*RECORDS TO USE*.
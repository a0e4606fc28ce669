//! Error types for the application

use thiserror::Error;

/// Application-wide error type
#[derive(Error, Debug)]
pub enum Error {
    #[error("Configuration error: {0}")]
    Config(String),

    #[error("Database error: {0}")]
    Database(#[from] rusqlite::Error),

    #[error("IO error: {0}")]
    Io(#[from] std::io::Error),

    #[error("Serialization error: {0}")]
    Serialization(String),

    #[error("Unknown meter: {0}")]
    UnknownMeter(String),

    #[error("Unknown service: {0}")]
    UnknownService(String),

    #[error("Invalid quantity {input:?}: must be a whole number of at least 1")]
    InvalidQuantity { input: String },

    #[error("Invalid rate for {field}: {value} (must be a non-negative number)")]
    InvalidRate { field: String, value: f64 },

    #[error("Service {0} requires TerraAI to be opted in")]
    ServiceRequiresAi(String),

    #[error("Admin session required")]
    Unauthorized,

    #[error("Storage quota exceeded: {needed} bytes needed, {available} available")]
    StorageQuota { needed: usize, available: usize },
}

/// Result type alias using our Error
pub type Result<T> = std::result::Result<T, Error>;

impl From<serde_json::Error> for Error {
    fn from(e: serde_json::Error) -> Self {
        Error::Serialization(e.to_string())
    }
}
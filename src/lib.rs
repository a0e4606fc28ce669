//! TerraEMS quotation library
//!
//! This module exposes the pricing core, persistence and export
//! for the CLI binaries and for tests.

pub mod admin;
pub mod catalog;
pub mod core;
pub mod db;
pub mod export;
pub mod pricing;
pub mod quote;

*EXERCISE DIRECTIONS*.
Every line of the entries that includes "core" must be copied into the answer.

*EXPECTED ANSWER*.
//! This module exposes the pricing core, persistence and export
pub mod core;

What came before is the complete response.